We’re going to go into a bit of detail on the frame simply because we want to show you what you get for the money and also highlight the difference between this and the other frames.
The E-120’s main frame is called a multi-monocoque, built from three monocoque elements that are joined using a ‘tube-to-tube’ process. Each piece consists of dozens of pieces of ‘pre-preg’, which is a material made up of individual sheets of unidirectional carbon fibres laid at various angles (0, 45 and 90 degrees) to one another. Depending on where the strength or stiffness is needed, Whyte uses different modulus of material, with varying mechanical and physical properties, or lighter material, to save weight where it can.
The swingarm is made in the same way using nine separate combinations of modulus and
orientation. There are 45 different-sized pieces and a total of 157 individual pieces go into making the swingarm, including a unidirectional cosmetic layer.
Both H-links are also full carbon, made by wrapping the composite over a PU insert and the two aluminium axles. The links aren’t any lighter than those used on a 120mm Marin but they’re stronger and more fatigue resistant, plus they come fitted with a full complement of pivot bearings, which are covered by a lifetime warranty.
Up front, the frame has an integrated headset with 11/8in upper bearings, but more durable 1¼in lower bearings. This is different from the set-up of the Specialized in that a spacer is used to pack out the steerer tube. It’s good to see a quick-release on the seat clamp, and even more so since it’s Whyte’s excellent Getta-Grip design, which is big and easy to operate, even with weak or small hands.
Jumping on the 15mm Fox after riding a standard F-120 with a quick-release axle, we noticed an increase in stiffness. The difference, though, was less noticeable when we switched to the Specialized — in fact we’d say the fork on the FSR tracks better. Whether the numbers add up is for a fork test, but the 15mm is easy to use and in theory offers the security and convenience of a 20mm but the light weight of a quick-release.
To match the 2009 specification, Whyte has fitted a 2009 Fox RP23 shock to the E-120. Being
sandwiched between the links means setting up the shock and even accessing the rebound dial and ProPedal lever is somewhat tricky, but it’s not impossible. The plus point is that the shock is shielded from mud and grime so should go for longer before it needs servicing.

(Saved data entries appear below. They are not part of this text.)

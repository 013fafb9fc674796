use crate::config::site_config::SiteConfig;
use crate::core::contact_form::ContactForm;
use crate::core::menu::MenuController;
use crate::core::scroll_nav::ScrollNav;
use crate::core::timer::earliest;
use crate::core::video_modal::VideoModal;
use crate::domain::events::{Dispatch, EventOutcome, PageEvent};
use crate::domain::model::{ContactPayload, ContactReply, ElementId, SubmitOutcome, SubmitStart};
use crate::domain::ports::{ContactTransport, Document};
use crate::utils::error::Result;
use std::time::Duration;

/// Owns the page's document handle and the four controllers, and delivers
/// every page event to each controller's own handler.
///
/// A controller whose elements are missing is left unwired; the others keep
/// working.
pub struct SiteRuntime<D: Document> {
    document: D,
    config: SiteConfig,
    menu: Option<MenuController>,
    nav: Option<ScrollNav>,
    contact: Option<ContactForm>,
    video: VideoModal,
}

impl<D: Document> SiteRuntime<D> {
    /// Attaches and initializes every controller, as on DOM ready.
    pub fn boot(mut document: D, config: SiteConfig, now: Duration) -> Self {
        let menu = match MenuController::attach(&document, config.menu.clone()) {
            Ok(mut menu) => {
                menu.initialize(&mut document, now);
                Some(menu)
            }
            Err(e) => {
                tracing::warn!("mobile menu not wired: {}", e);
                None
            }
        };

        let nav = match ScrollNav::attach(&document, config.scrollspy.clone()) {
            Ok(mut nav) => {
                nav.initialize(&mut document);
                Some(nav)
            }
            Err(e) => {
                tracing::warn!("scroll navigation not wired: {}", e);
                None
            }
        };

        let contact = match ContactForm::attach(&document, config.contact.clone()) {
            Ok(form) => Some(form),
            Err(e) => {
                tracing::warn!("contact form not wired: {}", e);
                None
            }
        };

        let video = VideoModal::attach(&document);

        tracing::debug!(
            menu = menu.is_some(),
            scroll_nav = nav.is_some(),
            contact = contact.is_some(),
            video = video.is_wired(),
            "site controllers attached"
        );

        Self {
            document,
            config,
            menu,
            nav,
            contact,
            video,
        }
    }

    pub fn document(&self) -> &D {
        &self.document
    }

    pub fn document_mut(&mut self) -> &mut D {
        &mut self.document
    }

    pub fn config(&self) -> &SiteConfig {
        &self.config
    }

    pub fn menu(&self) -> Option<&MenuController> {
        self.menu.as_ref()
    }

    pub fn nav(&self) -> Option<&ScrollNav> {
        self.nav.as_ref()
    }

    pub fn contact(&self) -> Option<&ContactForm> {
        self.contact.as_ref()
    }

    pub fn video(&self) -> &VideoModal {
        &self.video
    }

    pub fn dispatch(&mut self, event: PageEvent, now: Duration) -> Dispatch {
        let mut dispatch = Dispatch::default();

        match event {
            PageEvent::Click { target } => self.dispatch_click(target, &mut dispatch),
            PageEvent::KeyDown { key } => {
                // each controller reacts to its own state only; order is menu, then modal
                if let Some(menu) = self.menu.as_mut() {
                    menu.on_key_down(&mut self.document, &key);
                }
                self.video.on_key_down(&mut self.document, &key);
            }
            PageEvent::Resize => {
                if let Some(menu) = self.menu.as_mut() {
                    menu.on_resize(now);
                }
            }
            PageEvent::Scroll => {
                if let Some(nav) = self.nav.as_mut() {
                    dispatch.needs_animation_frame = nav.on_scroll();
                }
            }
        }

        dispatch
    }

    fn dispatch_click(&mut self, target: ElementId, dispatch: &mut Dispatch) {
        let outcome: &mut EventOutcome = &mut dispatch.outcome;
        let doc = &mut self.document;

        if let Some(menu) = self.menu.as_mut() {
            if target == menu.toggle_element() {
                menu.on_toggle_click(doc, outcome);
                return;
            }
            if target == menu.overlay_element() {
                menu.on_overlay_click(doc);
            }
            if menu.owns_link(target) {
                menu.on_link_click(doc, target, outcome);
                // scroll nav owns the active marker; keep it in step with the menu's highlight
                if let (Some(nav), Some(href)) = (self.nav.as_mut(), doc.attribute(target, "href")) {
                    nav.set_active(doc, &href);
                }
            }
        }

        if let Some(nav) = self.nav.as_mut() {
            if nav.owns_link(target) {
                nav.on_link_click(doc, target, outcome);
            }
        }

        if let Some(contact) = self.contact.as_mut() {
            if contact.submit_element() == Some(target) {
                outcome.prevent_default();
                if let SubmitStart::Ready(payload) = contact.prepare_submission(doc) {
                    dispatch.pending_submission = Some(payload);
                }
            }
        }

        self.video.on_click(doc, target);
    }

    /// Runs the scroll-spy evaluation owed to a requested animation frame.
    pub fn on_animation_frame(&mut self) {
        if let Some(nav) = self.nav.as_mut() {
            nav.on_animation_frame(&mut self.document);
        }
    }

    /// Fires every timer due at `now`.
    pub fn tick(&mut self, now: Duration) {
        if let Some(menu) = self.menu.as_mut() {
            menu.tick(&mut self.document, now);
        }
        if let Some(contact) = self.contact.as_mut() {
            contact.tick(&mut self.document, now);
        }
    }

    pub fn next_deadline(&self) -> Option<Duration> {
        earliest([
            self.menu.as_ref().and_then(MenuController::next_deadline),
            self.contact.as_ref().and_then(ContactForm::next_deadline),
        ])
    }

    /// Applies the transport result of a submission returned by [`dispatch`](Self::dispatch).
    pub fn complete_submission(
        &mut self,
        result: Result<ContactReply>,
        now: Duration,
    ) -> Option<SubmitOutcome> {
        let contact = self.contact.as_mut()?;
        Some(contact.complete_submission(&mut self.document, now, result))
    }

    /// Sends a pending submission and applies the result.
    pub async fn send_submission<T>(
        &mut self,
        transport: &T,
        payload: ContactPayload,
        now: Duration,
    ) -> Option<SubmitOutcome>
    where
        T: ContactTransport + ?Sized,
    {
        let contact = self.contact.as_mut()?;
        Some(contact.submit(&mut self.document, transport, payload, now).await)
    }

    pub fn open_video(&mut self, source_url: &str) -> Result<()> {
        self.video.open(&mut self.document, source_url)
    }

    pub fn close_video(&mut self) -> Result<()> {
        self.video.close(&mut self.document)
    }
}

#[cfg(test)]
mod tests {
    use super::*;
    use crate::adapters::memory_dom::{ElementSpec, MemoryDocument};
    use crate::config::scenario::PageLayout;
    use crate::domain::events::ESCAPE;

    fn boot(width: f64) -> SiteRuntime<MemoryDocument> {
        let mut doc = MemoryDocument::default();
        doc.set_inner_width(width);
        SiteRuntime::boot(doc, SiteConfig::default(), Duration::ZERO)
    }

    fn click(runtime: &mut SiteRuntime<MemoryDocument>, selector: &str) -> Dispatch {
        let target = runtime.document().query(selector).unwrap();
        runtime.dispatch(PageEvent::click(target), Duration::ZERO)
    }

    #[test]
    fn test_boot_wires_every_controller() {
        let runtime = boot(1280.0);
        assert!(runtime.menu().is_some());
        assert!(runtime.nav().is_some());
        assert!(runtime.contact().is_some());
        assert!(runtime.video().is_wired());
        assert_eq!(runtime.next_deadline(), None);
    }

    #[test]
    fn test_bare_page_degrades_without_panicking() {
        let mut doc = MemoryDocument::new(1280.0);
        let stray = doc.append(ElementSpec::new("div"));
        let mut runtime = SiteRuntime::boot(doc, SiteConfig::default(), Duration::ZERO);

        assert!(runtime.menu().is_none());
        assert!(runtime.nav().is_none());
        assert!(runtime.contact().is_none());

        runtime.dispatch(PageEvent::click(stray), Duration::ZERO);
        runtime.dispatch(PageEvent::escape(), Duration::ZERO);
        assert!(runtime.open_video("https://x/embed").is_err());
    }

    #[test]
    fn test_escape_with_nothing_open_changes_nothing() {
        let mut runtime = boot(600.0);
        let before = runtime.document().clone();

        runtime.dispatch(PageEvent::escape(), Duration::ZERO);

        let body = runtime.document().body();
        assert_eq!(runtime.document().style(body, "overflow"), before.style(body, "overflow"));
        assert!(!runtime.menu().unwrap().is_open());
        assert!(!runtime.video().state().is_visible);
    }

    #[test]
    fn test_escape_closes_menu_and_modal_together() {
        let mut runtime = boot(600.0);
        click(&mut runtime, ".menu-toggle");
        runtime.open_video("https://x/embed").unwrap();

        runtime.dispatch(PageEvent::key(ESCAPE), Duration::ZERO);

        assert!(!runtime.menu().unwrap().is_open());
        assert!(!runtime.video().state().is_visible);
        let body = runtime.document().body();
        assert_eq!(runtime.document().style(body, "overflow"), None);
    }

    #[test]
    fn test_nav_click_issues_a_single_scroll() {
        let mut runtime = boot(1280.0);
        let dispatch = click(&mut runtime, "a");

        // first <a> is the home link: the menu leaves it alone, scroll nav scrolls to top
        assert!(dispatch.outcome.default_prevented);
        assert_eq!(runtime.document().scroll_log().len(), 1);

        let link = runtime.document().link("#team-section").unwrap();
        runtime.dispatch(PageEvent::click(link), Duration::ZERO);
        assert_eq!(runtime.document().scroll_log().len(), 2);
        assert_eq!(runtime.document().last_scroll().unwrap().top, 2920.0);
        assert_eq!(
            runtime.nav().unwrap().active().current_href.as_deref(),
            Some("#team-section")
        );
    }

    #[test]
    fn test_plain_page_link_keeps_active_marker_and_model_together() {
        let layout = PageLayout {
            nav_links: vec![
                "index.html".to_string(),
                "#about-section".to_string(),
                "careers.html".to_string(),
                "#missing-section".to_string(),
            ],
            ..PageLayout::default()
        };
        let mut runtime = SiteRuntime::boot(
            MemoryDocument::landing_page(&layout),
            SiteConfig::default(),
            Duration::ZERO,
        );

        for href in ["careers.html", "#missing-section"] {
            let link = runtime.document().link(href).unwrap();
            runtime.dispatch(PageEvent::click(link), Duration::ZERO);

            let doc = runtime.document();
            let marked: Vec<_> = doc
                .with_class("active")
                .into_iter()
                .map(|el| doc.attribute(el, "href"))
                .collect();
            assert_eq!(marked, vec![Some(href.to_string())]);
            assert_eq!(
                runtime.nav().unwrap().active().current_href.as_deref(),
                Some(href)
            );
        }
    }

    #[test]
    fn test_scroll_requests_one_frame() {
        let mut runtime = boot(1280.0);
        runtime.document_mut().set_scroll_y(1450.0);

        assert!(runtime.dispatch(PageEvent::Scroll, Duration::ZERO).needs_animation_frame);
        assert!(!runtime.dispatch(PageEvent::Scroll, Duration::ZERO).needs_animation_frame);

        runtime.on_animation_frame();
        assert_eq!(
            runtime.nav().unwrap().active().current_href.as_deref(),
            Some("#service-section")
        );
    }

    #[test]
    fn test_submit_click_hands_back_payload() {
        let mut runtime = boot(1280.0);
        let doc = runtime.document_mut();
        doc.fill("#name", "John Doe");
        doc.fill("#email", "john@example.com");
        doc.fill("#subject", "Hi");
        doc.fill("#message", "Hello");

        let dispatch = click(&mut runtime, "#submitbtn");
        let payload = dispatch.pending_submission.unwrap();
        assert_eq!(payload.name, "John Doe");

        let again = click(&mut runtime, "#submitbtn");
        assert!(again.pending_submission.is_none());

        let outcome = runtime.complete_submission(
            Ok(ContactReply::Accepted {
                body: serde_json::json!({}),
            }),
            Duration::from_millis(10),
        );
        assert_eq!(outcome, Some(SubmitOutcome::Delivered));
        assert_eq!(runtime.next_deadline(), Some(Duration::from_millis(2010)));
    }
}
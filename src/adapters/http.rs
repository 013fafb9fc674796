use crate::domain::model::{ContactPayload, ContactReply};
use crate::domain::ports::{ConfigProvider, ContactTransport};
use crate::utils::error::Result;
use async_trait::async_trait;
use reqwest::Client;

/// `reqwest` client for the contact backend.
#[derive(Debug, Clone)]
pub struct HttpContactClient {
    client: Client,
    contact_endpoint: String,
    health_endpoint: String,
}

impl HttpContactClient {
    pub fn new<C: ConfigProvider + ?Sized>(config: &C) -> Self {
        Self::with_client(Client::new(), config)
    }

    pub fn with_client<C: ConfigProvider + ?Sized>(client: Client, config: &C) -> Self {
        Self {
            client,
            contact_endpoint: config.contact_endpoint(),
            health_endpoint: config.health_endpoint(),
        }
    }

    pub fn contact_endpoint(&self) -> &str {
        &self.contact_endpoint
    }

    /// `true` when the backend answers its health probe with `{"status": "ok"}`.
    pub async fn health(&self) -> Result<bool> {
        tracing::debug!("Checking backend health at: {}", self.health_endpoint);
        let response = self.client.get(&self.health_endpoint).send().await?;

        if !response.status().is_success() {
            tracing::warn!("Health probe returned {}", response.status());
            return Ok(false);
        }

        let body: serde_json::Value = response.json().await?;
        Ok(body.get("status").and_then(|s| s.as_str()) == Some("ok"))
    }
}

#[cfg_attr(not(target_arch = "wasm32"), async_trait)]
#[cfg_attr(target_arch = "wasm32", async_trait(?Send))]
impl ContactTransport for HttpContactClient {
    async fn send(&self, payload: &ContactPayload) -> Result<ContactReply> {
        tracing::debug!("Posting contact message to: {}", self.contact_endpoint);
        let response = self
            .client
            .post(&self.contact_endpoint)
            .json(payload)
            .send()
            .await?;

        let status = response.status();
        tracing::debug!("Contact API response status: {}", status);

        // the body is parsed before the status is looked at; a non-JSON body is a transport failure
        let bytes = response.bytes().await?;
        let body: serde_json::Value = serde_json::from_slice(&bytes)?;

        if status.is_success() {
            Ok(ContactReply::Accepted { body })
        } else {
            let message = body
                .get("message")
                .and_then(|m| m.as_str())
                .map(str::to_string);
            Ok(ContactReply::Rejected {
                status: status.as_u16(),
                message,
            })
        }
    }
}

#[cfg(test)]
mod tests {
    use super::*;
    use crate::config::SiteConfig;
    use crate::utils::error::SiteError;
    use httpmock::prelude::*;

    fn client_for(server: &MockServer) -> HttpContactClient {
        let config = SiteConfig::default().with_api_base_override(Some(server.base_url()));
        HttpContactClient::new(&config)
    }

    fn payload() -> ContactPayload {
        ContactPayload {
            name: "John Doe".to_string(),
            email: "john@example.com".to_string(),
            subject: "Hi".to_string(),
            message: "Hello".to_string(),
        }
    }

    #[tokio::test]
    async fn test_send_posts_json_payload() {
        let server = MockServer::start();
        let api_mock = server.mock(|when, then| {
            when.method(POST)
                .path("/api/contact")
                .header("content-type", "application/json")
                .json_body(serde_json::json!({
                    "name": "John Doe",
                    "email": "john@example.com",
                    "subject": "Hi",
                    "message": "Hello"
                }));
            then.status(200)
                .header("Content-Type", "application/json")
                .json_body(serde_json::json!({"success": true, "message": "Message sent successfully"}));
        });

        let reply = client_for(&server).send(&payload()).await.unwrap();

        api_mock.assert();
        assert!(matches!(reply, ContactReply::Accepted { .. }));
    }

    #[tokio::test]
    async fn test_non_success_status_is_rejected_with_message() {
        let server = MockServer::start();
        let api_mock = server.mock(|when, then| {
            when.method(POST).path("/api/contact");
            then.status(400)
                .header("Content-Type", "application/json")
                .json_body(serde_json::json!({"success": false, "message": "All fields required"}));
        });

        let reply = client_for(&server).send(&payload()).await.unwrap();

        api_mock.assert();
        assert_eq!(
            reply,
            ContactReply::Rejected {
                status: 400,
                message: Some("All fields required".to_string())
            }
        );
    }

    #[tokio::test]
    async fn test_non_json_body_is_transport_error() {
        let server = MockServer::start();
        server.mock(|when, then| {
            when.method(POST).path("/api/contact");
            then.status(200).body("<html>oops</html>");
        });

        let err = client_for(&server).send(&payload()).await.unwrap_err();
        assert!(matches!(err, SiteError::Serialization(_)));
    }

    #[tokio::test]
    async fn test_unreachable_backend_is_http_error() {
        let config = SiteConfig::default()
            .with_api_base_override(Some("http://127.0.0.1:9".to_string()));
        let err = HttpContactClient::new(&config)
            .send(&payload())
            .await
            .unwrap_err();
        assert!(matches!(err, SiteError::Http(_)));
    }

    #[tokio::test]
    async fn test_health_probe() {
        let server = MockServer::start();
        let health_mock = server.mock(|when, then| {
            when.method(GET).path("/health");
            then.status(200).json_body(serde_json::json!({"status": "ok"}));
        });

        assert!(client_for(&server).health().await.unwrap());
        health_mock.assert();
    }
}
use anyhow::{anyhow, Context, Result};
use chrono_tz::Tz;
use page_fetcher::{FetchBackend, FetcherConfig};
use scan_engine::{parse_scan_times, ScheduleConfig, DEFAULT_BASE_URL, FETCH_TIMEOUT};
use std::env;
use std::time::Duration;

/// Runtime configuration, read from the environment (and `.env`).
pub struct BotConfig {
    // Telegram
    pub bot_token: String,

    // Storage
    pub database_url: String,

    // Status site and fetch backend
    pub base_url: String,
    pub fetcher: FetcherConfig,
    pub fetch_timeout: Duration,

    // Scheduled scans
    pub schedule: ScheduleConfig,
}

impl BotConfig {
    pub fn from_env() -> Result<Self> {
        Self::from_lookup(|key| env::var(key).ok().filter(|v| !v.trim().is_empty()))
    }

    fn from_lookup(get: impl Fn(&str) -> Option<String>) -> Result<Self> {
        let bot_token = get("TELEGRAM_BOT_TOKEN")
            .or_else(|| get("BOT_TOKEN"))
            .context("TELEGRAM_BOT_TOKEN not set")?;

        let backend: FetchBackend = get("FETCH_BACKEND")
            .unwrap_or_default()
            .parse()
            .map_err(|e: String| anyhow!(e))
            .context("FETCH_BACKEND")?;

        let fetch_timeout_secs: u64 = match get("FETCH_TIMEOUT_SECS") {
            Some(v) => v.parse().context("FETCH_TIMEOUT_SECS must be a number of seconds")?,
            None => FETCH_TIMEOUT.as_secs(),
        };

        let accept_invalid_certs: bool = get("FETCH_ACCEPT_INVALID_CERTS")
            .unwrap_or_else(|| "true".to_string())
            .parse()
            .context("FETCH_ACCEPT_INVALID_CERTS must be true or false")?;

        let times = parse_scan_times(
            &get("SCAN_TIMES").unwrap_or_else(|| "09:00,15:00,21:00".to_string()),
        )
        .map_err(|e| anyhow!(e))
        .context("SCAN_TIMES")?;

        let timezone: Tz = get("SCAN_TIMEZONE")
            .unwrap_or_else(|| "UTC".to_string())
            .parse()
            .map_err(|e| anyhow!("{e}"))
            .context("SCAN_TIMEZONE must be an IANA zone name")?;

        let max_concurrent_sweeps: usize = get("MAX_CONCURRENT_SWEEPS")
            .unwrap_or_else(|| "1".to_string())
            .parse()
            .context("MAX_CONCURRENT_SWEEPS must be a positive integer")?;

        Ok(Self {
            bot_token,
            database_url: get("DATABASE_URL").unwrap_or_else(|| "sqlite:data.db".to_string()),
            base_url: get("SHADOWBAN_BASE_URL").unwrap_or_else(|| DEFAULT_BASE_URL.to_string()),
            fetcher: FetcherConfig {
                backend,
                accept_invalid_certs,
                browserless_url: get("BROWSERLESS_URL"),
                browserless_token: get("BROWSERLESS_TOKEN"),
            },
            fetch_timeout: Duration::from_secs(fetch_timeout_secs.max(1)),
            schedule: ScheduleConfig {
                times,
                timezone,
                max_concurrent_sweeps: max_concurrent_sweeps.max(1),
            },
        })
    }

    /// `09:00, 15:00, 21:00 UTC`
    pub fn schedule_label(&self) -> String {
        schedule_label(&self.schedule)
    }
}

pub fn schedule_label(schedule: &ScheduleConfig) -> String {
    let times: Vec<String> = schedule
        .times
        .iter()
        .map(|t| t.format("%H:%M").to_string())
        .collect();
    format!("{} {}", times.join(", "), schedule.timezone.name())
}
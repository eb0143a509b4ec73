use std::time::Duration;

use async_trait::async_trait;
use reqwest::Client;
use shadowban_core::{FetchError, PageFetcher};

use crate::map_reqwest_error;

const USER_AGENT: &str = concat!("shadowban-watch/", env!("CARGO_PKG_VERSION"));

/// Plain GET fetcher.
pub struct HttpFetcher {
    client: Client,
}

impl HttpFetcher {
    /// `accept_invalid_certs` skips TLS verification; the status site has
    /// been seen serving a certificate that does not verify.
    pub fn new(accept_invalid_certs: bool) -> Result<Self, FetchError> {
        if accept_invalid_certs {
            tracing::warn!("TLS certificate verification is disabled for page fetches");
        }

        let client = Client::builder()
            .user_agent(USER_AGENT)
            .danger_accept_invalid_certs(accept_invalid_certs)
            .build()
            .map_err(|e| FetchError::Transport(e.to_string()))?;

        Ok(Self { client })
    }
}

#[async_trait]
impl PageFetcher for HttpFetcher {
    async fn fetch_page(&self, url: &str, timeout: Duration) -> Result<String, FetchError> {
        let response = self
            .client
            .get(url)
            .timeout(timeout)
            .send()
            .await
            .map_err(map_reqwest_error)?;

        let status = response.status();
        if !status.is_success() {
            tracing::debug!("GET {} returned {}", url, status);
            return Err(FetchError::Status(status.as_u16()));
        }

        response.text().await.map_err(map_reqwest_error)
    }

    fn name(&self) -> &str {
        "http"
    }
}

Despite the Shimano XTR crankset, the E-120 isn’t as stiff in the bottom bracket area as the Cannondale, nor as stiff as the S-Works up front, although we’d say it was stiffer everywhere else compared to the flexy Fisher.
The groupset is all Shimano XTR except the Hope Mini Pro carbon brakes — these need setting up correctly with the XTR shifters because there is very little room on the inside of the lever blade to flick the shifter’s release lever.
It’s worth spending a lot of time getting the E-120 set up correctly because, like the Marin Mount Vision we tested back in February, it’s sag sensitive, meaning the suspension works best with 12-15mm of sag. Any more and the bike sits too deep in its stroke, feels harsh over square-edge rocks, and pedalling forces reduce rear wheel grip by pulling the wheel off the ground. This is particularly noticeable coming out of compression, where pedalling forces would lift us out of the saddle.
With the correct sag setting, the bike felt a lot more balanced and didn’t pitch forward, although with the shorter wheelbase and higher bottom bracket it never felt as stable as the other bikes on test. The extra half-inch of clearance meant we could keep pedalling over exposed roots or in those deep 4×4 ruts, and it even helped the bike tip into corners, improving the handling in the singletrack. But, in steeper, rocky terrain we felt more perched on the Whyte.
On flatter, flowing trails, like those at Grizedale, we could really get up a head of steam on the E-120, but we needed to work the steering and be more precise with body positioning to maintain grip, especially if it was wet or loose.
The bike is no slouch when it comes to smooth climbing, and the ProPedal lever is within reach should you want to stiffen the suspension for greater pedalling efficiency. It could do with being a slightly more compliant ride under pedalling to increase grip on the rougher ascents, but it was the best bike round those tight hairpins on the White’s Level climb at Afan.
One of the main problems we have is getting in a comfortable and efficient riding position. The top-tube measures 23in, but the short down-tube, high-ish bottom bracket and to some extent the slack seat angle meant we were sat too far back over the bottom bracket. Shunting the saddle forward on the rails is a solution, but it reduces cockpit room and makes the bike feel even smaller — one of the reasons we didn’t change the 90mm stem to a 70mm straight away. With the Gobi pushed back, it also meant we perched more on the nose of the saddle, which with this model proved really uncomfortable.